*AIM OF THE EXERCISE*:
From the entries below, return only the lines starting at the one that contains "fn default_primary_endpoint() ->" and ending at the one that contains "let contents = std::fs::read_to_string(path)?;", exactly as they stand.
(THE DATA Opens)
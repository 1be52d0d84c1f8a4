//! Configuration types and loading
//!
//! The file path comes from `--config`, then `CONFIG_PATH`, then
//! `tank-monitor.toml`. Every other setting is read from the file, with
//! defaults for omitted keys. Account passwords come from `password_env` or
//! `password_file` rather than from plain TOML values.

use std::collections::HashSet;
use std::net::SocketAddr;
use std::path::{Path, PathBuf};
use std::time::Duration;

use common::Secret;
use portal_client::{Credential, DEFAULT_BASE_URL, SessionConfig};
use serde::Deserialize;
use tank_poller::{DEFAULT_REFRESH_INTERVAL, Endpoints};

/// Root configuration
#[derive(Debug, Deserialize)]
pub struct Config {
    #[serde(default)]
    pub server: ServerConfig,
    #[serde(default)]
    pub portal: PortalConfig,
    #[serde(default)]
    pub accounts: Vec<AccountConfig>,
}

/// HTTP listener settings
#[derive(Debug, Deserialize)]
pub struct ServerConfig {
    #[serde(default = "default_listen_addr")]
    pub listen_addr: SocketAddr,
    #[serde(default = "default_max_connections")]
    pub max_connections: usize,
}

impl Default for ServerConfig {
    fn default() -> Self {
        Self {
            listen_addr: default_listen_addr(),
            max_connections: default_max_connections(),
        }
    }
}

/// Portal location, endpoints and cadence
#[derive(Debug, Deserialize)]
pub struct PortalConfig {
    #[serde(default = "default_base_url")]
    pub base_url: String,
    #[serde(default = "default_timeout")]
    pub timeout_secs: u64,
    #[serde(default = "default_refresh_interval")]
    pub refresh_interval_secs: u64,
    #[serde(default = "default_primary_endpoint")]
    pub primary_endpoint: String,
    #[serde(default)]
    pub secondary_endpoint: Option<String>,
    #[serde(default = "default_submit_endpoint")]
    pub submit_endpoint: String,
}

impl Default for PortalConfig {
    fn default() -> Self {
        Self {
            base_url: default_base_url(),
            timeout_secs: default_timeout(),
            refresh_interval_secs: default_refresh_interval(),
            primary_endpoint: default_primary_endpoint(),
            secondary_endpoint: None,
            submit_endpoint: default_submit_endpoint(),
        }
    }
}

impl PortalConfig {
    pub fn session_config(&self) -> SessionConfig {
        SessionConfig {
            base_url: self.base_url.clone(),
            timeout: Duration::from_secs(self.timeout_secs),
            ..SessionConfig::default()
        }
    }

    pub fn endpoints(&self) -> Endpoints {
        Endpoints {
            primary: self.primary_endpoint.clone(),
            secondary: self.secondary_endpoint.clone(),
            submit: self.submit_endpoint.clone(),
        }
    }

    pub fn refresh_interval(&self) -> Duration {
        Duration::from_secs(self.refresh_interval_secs)
    }
}

/// One portal login
#[derive(Debug, Deserialize)]
pub struct AccountConfig {
    /// Registry key; defaults to the lowercased email.
    #[serde(default)]
    pub id: Option<String>,
    pub email: String,
    #[serde(default)]
    pub password_env: Option<String>,
    #[serde(default)]
    pub password_file: Option<PathBuf>,
    #[serde(skip)]
    pub password: Option<Secret<String>>,
}

impl AccountConfig {
    pub fn id(&self) -> String {
        self.id
            .clone()
            .unwrap_or_else(|| self.email.trim().to_lowercase())
    }

    /// Credential for the session. `None` until `Config::load` resolved the password.
    pub fn credential(&self) -> Option<Credential> {
        self.password
            .clone()
            .map(|password| Credential::new(self.email.trim(), password))
    }
}

fn default_listen_addr() -> SocketAddr {
    SocketAddr::from(([127, 0, 0, 1], 9110))
}

fn default_max_connections() -> usize {
    64
}

fn default_base_url() -> String {
    DEFAULT_BASE_URL.into()
}

fn default_timeout() -> u64 {
    30
}

fn default_refresh_interval() -> u64 {
    DEFAULT_REFRESH_INTERVAL.as_secs()
}

fn default_primary_endpoint() -> String {
    Endpoints::default().primary
}

fn default_submit_endpoint() -> String {
    Endpoints::default().submit
}

impl Config {
    /// Load configuration from a TOML file, validate it, and resolve every
    /// account password.
    pub fn load(path: &Path) -> common::Result<Self> {
        let contents = std::fs::read_to_string(path)?;
        let mut config: Config = toml::from_str(&contents)?;
        config.validate()?;

        for account in &mut config.accounts {
            if account.password_env.is_none() && account.password_file.is_none() {
                return Err(common::Error::Config(format!(
                    "account {} needs password_env or password_file",
                    account.id()
                )));
            }
            let password = Secret::resolve(
                account.password_env.as_deref(),
                account.password_file.as_deref(),
            )
            .map_err(|e| {
                common::Error::Config(format!("password for account {}: {e}", account.id()))
            })?;
            account.password = Some(password);
        }

        Ok(config)
    }

    fn validate(&self) -> common::Result<()> {
        if !self.portal.base_url.starts_with("http://")
            && !self.portal.base_url.starts_with("https://")
        {
            return Err(common::Error::Config(format!(
                "base_url must start with http:// or https://, got: {}",
                self.portal.base_url
            )));
        }

        if self.portal.timeout_secs == 0 {
            return Err(common::Error::Config(
                "timeout_secs must be greater than 0".into(),
            ));
        }

        if self.portal.refresh_interval_secs == 0 {
            return Err(common::Error::Config(
                "refresh_interval_secs must be greater than 0".into(),
            ));
        }

        if self.server.max_connections == 0 {
            return Err(common::Error::Config(
                "max_connections must be greater than 0".into(),
            ));
        }

        if self.accounts.is_empty() {
            return Err(common::Error::Config(
                "at least one [[accounts]] entry is required".into(),
            ));
        }

        let mut seen = HashSet::new();
        for account in &self.accounts {
            if account.email.trim().is_empty() {
                return Err(common::Error::Config("account email must not be empty".into()));
            }
            let id = account.id();
            if !seen.insert(id.clone()) {
                return Err(common::Error::Config(format!("duplicate account id: {id}")));
            }
        }

        Ok(())
    }

    /// Resolve config file path from CLI arg or CONFIG_PATH env var.
    pub fn resolve_path(cli_path: Option<&str>) -> PathBuf {
        if let Some(p) = cli_path {
            return PathBuf::from(p);
        }
        if let Ok(p) = std::env::var("CONFIG_PATH") {
            return PathBuf::from(p);
        }
        PathBuf::from("tank-monitor.toml")
    }
}
//! Account credential
//!
//! The identifier/secret pair is handed to the session at construction and
//! never changes afterwards. Re-entering a password means building a new
//! session.

use common::Secret;

/// Immutable login credential for one portal account.
#[derive(Debug, Clone)]
pub struct Credential {
    identifier: String,
    secret: Secret<String>,
}

impl Credential {
    pub fn new(identifier: impl Into<String>, secret: Secret<String>) -> Self {
        Self {
            identifier: identifier.into(),
            secret,
        }
    }

    /// Account identifier (the portal login email).
    pub fn identifier(&self) -> &str {
        &self.identifier
    }

    pub(crate) fn secret(&self) -> &str {
        self.secret.expose()
    }
}
impl PollingCoordinator {
    pub fn new(api: Arc<dyn PortalApi>, endpoints: Endpoints, interval: Duration) -> Self {
        info!(
            account = api.account(),
            primary = %endpoints.primary,
            secondary = ?endpoints.secondary,
            interval_secs = interval.as_secs(),
            "coordinator initialized"
        );
        Self {
            api,
            endpoints,
            interval,
            flight: Mutex::new(Flight {
                generation: 0,
                outcome: None,
            }),
            settled: AtomicU64::new(0),
            snapshot: watch::Sender::new(None),
            last_error: watch::Sender::new(None),
        }
    }

    pub fn account(&self) -> &str {
        self.api.account()
    }

    pub fn interval(&self) -> Duration {
        self.interval
    }

    /// Latest snapshot, if any refresh has succeeded. Never fetches.
    pub fn get_snapshot(&self) -> Option<Arc<Snapshot>> {
        self.snapshot.borrow().clone()
    }

    /// Receiver woken whenever the snapshot is replaced.
    pub fn subscribe(&self) -> watch::Receiver<Option<Arc<Snapshot>>> {
        self.snapshot.subscribe()
    }

    pub fn status(&self) -> CoordinatorStatus {
        let fetched_at = self.snapshot.borrow().as_ref().map(|s| s.fetched_at);
        CoordinatorStatus {
            account: self.account().to_string(),
            has_snapshot: fetched_at.is_some(),
            fetched_at,
            last_error: self.last_error.borrow().as_ref().map(RefreshError::kind),
        }
    }

    /// Fetch a fresh snapshot, or join the fetch already in flight.
    ///
    /// On failure the cached snapshot is left untouched.
    #[instrument(skip(self), fields(account = %self.account()))]
    pub async fn request_refresh(&self) -> Result<Arc<Snapshot>> {
        let seen = self.settled.load(Ordering::Acquire);
        let mut flight = self.flight.lock().await;

        if flight.generation != seen
            && let Some(outcome) = &flight.outcome
        {
            debug!("joined refresh already in flight");
            return outcome.clone();
        }

        let started = Instant::now();
        let outcome = self.fetch().await;
        let elapsed = started.elapsed().as_secs_f64();

        let label = match &outcome {
            Ok(snapshot) => {
                self.snapshot.send_replace(Some(snapshot.clone()));
                self.last_error.send_replace(None);
                info!(elapsed_secs = elapsed, "snapshot refreshed");
                "success"
            }
            Err(e) => {
                self.last_error.send_replace(Some(e.clone()));
                warn!(error = %e, kind = e.kind(), "refresh failed, keeping previous snapshot");
                e.kind()
            }
        };
        metrics::counter!("tank_refresh_total", "outcome" => label).increment(1);
        metrics::histogram!("tank_refresh_duration_seconds").record(elapsed);

        flight.generation += 1;
        flight.outcome = Some(outcome.clone());
        self.settled.store(flight.generation, Ordering::Release);
        outcome
    }

    /// Submit a gauge reading in percent, then refresh in the background.
    #[instrument(skip(self), fields(account = %self.account()))]
    pub async fn submit(self: &Arc<Self>, value: i64) -> CallResult<()> {
        if !READING_RANGE.contains(&value) {
            return Err(CallError::InvalidInput(format!(
                "reading must be between {} and {}, got {value}",
                READING_RANGE.start(),
                READING_RANGE.end()
            )));
        }

        let body = json!({ "value": value });
        self.api
            .call(&self.endpoints.submit, Method::POST, Some(&body))
            .await?;
        info!(value, "gauge reading submitted");

        let coordinator = Arc::clone(self);
        tokio::spawn(async move {
            if let Err(e) = coordinator.request_refresh().await {
                warn!(error = %e, "refresh after submitted reading failed");
            }
        });
        Ok(())
    }

    async fn fetch(&self) -> Result<Arc<Snapshot>> {
        let primary = self
            .api
            .call(&self.endpoints.primary, Method::GET, None)
            .await?;
        if !primary.is_object() {
            return Err(CallError::ApiError {
                endpoint: self.endpoints.primary.clone(),
                status: 200,
                errors: json!({"message": "expected a JSON object", "payload": primary}),
            }
            .into());
        }

        let secondary = match &self.endpoints.secondary {
            Some(endpoint) => match self.api.call(endpoint, Method::GET, None).await {
                Ok(payload) => Some(payload),
                Err(e) => {
                    warn!(endpoint = %endpoint, error = %e, "secondary fetch failed, omitting its fields");
                    None
                }
            },
            None => None,
        };

        Ok(Arc::new(Snapshot::from_payloads(
            &primary,
            secondary.as_ref(),
            now_millis(),
        )))
    }
}

fn now_millis() -> u64 {
    SystemTime::now()
        .duration_since(UNIX_EPOCH)
        .unwrap_or_default()
        .as_millis() as u64
}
(THE DATA Closes)
*TASK RESPONSE*:
fn default_primary_endpoint() -> String {
    Endpoints::default().primary
}

fn default_submit_endpoint() -> String {
    Endpoints::default().submit
}

impl Config {
    /// Load configuration from a TOML file, validate it, and resolve every
    /// account password.
    pub fn load(path: &Path) -> common::Result<Self> {
        let contents = std::fs::read_to_string(path)?;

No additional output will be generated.